= Charles Hastings Collette =

British lawyer and writer (1816–1901)

Charles Hastings Collette (1816–1901) was a British 19th-century solicitor and writer of Protestant popular controversialist apologetics. He was the father of actor Charles Henry Collette and the organizer of the Joseph Mendham library. As a volunteer in the First Middlesex Artillery, he compiled a handbook for drill instruction.

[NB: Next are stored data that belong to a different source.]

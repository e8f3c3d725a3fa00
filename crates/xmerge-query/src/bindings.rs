//! Prefix bindings used to resolve name tests.

use std::collections::HashMap;

use xmerge_xml::{Document, NodeId};

/// Prefix-to-URI bindings plus the namespace unprefixed element names match.
#[derive(Debug, Clone, Default, PartialEq, Eq)]
pub struct NamespaceBindings {
    default_element_namespace: Option<String>,
    prefixes: HashMap<String, String>,
}

impl NamespaceBindings {
    /// Bindings with no prefixes; unprefixed element names match no-namespace elements.
    pub fn new() -> Self {
        Self::default()
    }

    /// The bindings in scope at `node`, including its default namespace.
    pub fn in_scope(doc: &Document, node: NodeId) -> Self {
        let mut bindings = Self::new();
        for (prefix, uri) in doc.in_scope_namespaces(node) {
            match prefix {
                Some(prefix) => bindings.bind(prefix, uri),
                None => bindings.default_element_namespace = Some(uri),
            }
        }
        bindings
    }

    /// Set the namespace unprefixed element name tests match.
    pub fn with_default_element_namespace(mut self, namespace: Option<&str>) -> Self {
        self.default_element_namespace = namespace.map(str::to_string);
        self
    }

    /// Bind a prefix.
    pub fn bind(&mut self, prefix: impl Into<String>, uri: impl Into<String>) {
        self.prefixes.insert(prefix.into(), uri.into());
    }

    /// Resolve a prefix.
    pub fn resolve(&self, prefix: &str) -> Option<&str> {
        self.prefixes.get(prefix).map(String::as_str)
    }

    pub fn prefixes(&self) -> impl Iterator<Item = (&str, &str)> {
        self.prefixes
            .iter()
            .map(|(prefix, uri)| (prefix.as_str(), uri.as_str()))
    }

    /// The default element namespace, `None` when unset or empty.
    pub fn default_element_namespace(&self) -> Option<&str> {
        self.default_element_namespace
            .as_deref()
            .filter(|namespace| !namespace.is_empty())
    }

    /// A prefix with no binding, for naming the default element namespace.
    pub(crate) fn unbound_prefix(&self) -> String {
        (0..)
            .map(|i| format!("default{}", i))
            .find(|prefix| !self.prefixes.contains_key(prefix))
            .unwrap_or_default()
    }
}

His Novelties of Romanism, developed from a sermon, was translated into Spanish and, from Spanish, into Portuguese (under the translated name of Carlos Hastings Collette) and remains in print to this day.

==Partial Bibliography==
- Collette, Charles Hastings (1842). "The Novelties of Romanism: Or, Popery Refuted by Tradition".
- Collette, Charles Hastings (1864). "The Novelties of Romanism: Addressed to the Right Rev. Dr. Goss".
- Collette, Charles Hastings (1866). "Dr. Newman and his Religious Opinions".
- Collette, Charles Hastings (1869). "A Reply to Cobbett's "History of the Protestant Reformation in England and Ireland""
- Collette, Charles Hastings (1887). "The Life, Times and Writings of Thomas Cranmer D.D.".
- Collette, Charles Hastings (1890). "Queen Elizabeth and the penal laws : with an introduction on William Cobbett's "History of the Protestant reformation" : passing in review the reigns of Henry VIII, Edward VI, and Mary".
- Collette, Carlos Hastings (2001). "Inovações do romanismo: em ordem cronológica".